Task to carry out: In the listing below, a line holding "fn from(err: StoreError)" and a line holding "let method = request.method().clone();" mark the range. Retype both exactly, with all lines between them.

Data excerpts section start

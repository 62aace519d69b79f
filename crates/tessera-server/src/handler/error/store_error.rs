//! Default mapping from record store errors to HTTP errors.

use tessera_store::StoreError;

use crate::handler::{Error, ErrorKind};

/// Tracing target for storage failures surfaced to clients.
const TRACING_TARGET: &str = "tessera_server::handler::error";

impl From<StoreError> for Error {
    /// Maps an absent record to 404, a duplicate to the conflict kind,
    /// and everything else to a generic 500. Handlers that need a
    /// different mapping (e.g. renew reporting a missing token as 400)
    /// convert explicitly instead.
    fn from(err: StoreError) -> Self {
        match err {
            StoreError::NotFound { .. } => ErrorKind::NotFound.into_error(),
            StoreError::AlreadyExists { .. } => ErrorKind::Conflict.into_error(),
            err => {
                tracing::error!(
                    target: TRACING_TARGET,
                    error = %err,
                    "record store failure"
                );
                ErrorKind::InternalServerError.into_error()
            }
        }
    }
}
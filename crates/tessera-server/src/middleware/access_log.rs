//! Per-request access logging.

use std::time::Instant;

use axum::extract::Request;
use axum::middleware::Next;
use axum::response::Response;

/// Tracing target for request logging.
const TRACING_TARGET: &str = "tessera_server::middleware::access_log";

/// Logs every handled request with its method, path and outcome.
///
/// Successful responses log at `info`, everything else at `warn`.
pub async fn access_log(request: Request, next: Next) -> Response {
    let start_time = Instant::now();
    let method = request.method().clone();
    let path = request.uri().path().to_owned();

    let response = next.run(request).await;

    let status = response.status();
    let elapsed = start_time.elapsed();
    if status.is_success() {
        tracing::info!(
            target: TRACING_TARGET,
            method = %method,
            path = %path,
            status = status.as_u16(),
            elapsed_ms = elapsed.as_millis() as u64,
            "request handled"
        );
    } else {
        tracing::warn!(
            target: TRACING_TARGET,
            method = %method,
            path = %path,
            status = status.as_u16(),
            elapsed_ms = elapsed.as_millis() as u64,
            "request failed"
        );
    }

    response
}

Data excerpts section end

Answer space:
    fn from(err: StoreError) -> Self {
        match err {
            StoreError::NotFound { .. } => ErrorKind::NotFound.into_error(),
            StoreError::AlreadyExists { .. } => ErrorKind::Conflict.into_error(),
            err => {
                tracing::error!(
                    target: TRACING_TARGET,
                    error = %err,
                    "record store failure"
                );
                ErrorKind::InternalServerError.into_error()
            }
        }
    }
}
filename crates/tessera-server/src/middleware/access_log.rs
//! Per-request access logging.

use std::time::Instant;

use axum::extract::Request;
use axum::middleware::Next;
use axum::response::Response;

/// Tracing target for request logging.
const TRACING_TARGET: &str = "tessera_server::middleware::access_log";

/// Logs every handled request with its method, path and outcome.
///
/// Successful responses log at `info`, everything else at `warn`.
pub async fn access_log(request: Request, next: Next) -> Response {
    let start_time = Instant::now();
    let method = request.method().clone();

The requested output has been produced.